PROBLEM DETAILS -
Copy out lines with the word "false" from the material that follows.

SUPPLIED DATA -
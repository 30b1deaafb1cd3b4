//! Tracing subscriber setup

use std::fs::OpenOptions;
use std::path::Path;
use std::sync::Mutex;

use tracing_subscriber::EnvFilter;

/// Filter directive for a `-v` count, `None` keeps the configured level
pub fn verbosity_directive(verbose: u8) -> Option<&'static str> {
    match verbose {
        0 => None,
        1 => Some("debug"),
        _ => Some("trace"),
    }
}

/// Build the filter: `RUST_LOG` wins, then `-v`, then the configured level
pub fn build_filter(verbose: u8, configured: &str) -> EnvFilter {
    let directive = verbosity_directive(verbose).unwrap_or(configured);
    EnvFilter::try_from_default_env()
        .or_else(|_| EnvFilter::try_new(directive))
        .unwrap_or_else(|_| EnvFilter::new("info"))
}

/// Install the global subscriber
///
/// With `log_file` the output is appended to that file without colours,
/// otherwise it goes to stderr.
pub fn init(verbose: u8, configured: &str, log_file: Option<&Path>) -> std::io::Result<()> {
    let filter = build_filter(verbose, configured);
    let builder = tracing_subscriber::fmt().with_env_filter(filter).with_target(false);

    match log_file {
        Some(path) => {
            let file = OpenOptions::new().create(true).append(true).open(path)?;
            builder.with_ansi(false).with_writer(Mutex::new(file)).init();
        }
        None => builder.with_writer(std::io::stderr).init(),
    }
    Ok(())
}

ANSWER AREA -
    let builder = tracing_subscriber::fmt().with_env_filter(filter).with_target(false);
            builder.with_ansi(false).with_writer(Mutex::new(file)).init();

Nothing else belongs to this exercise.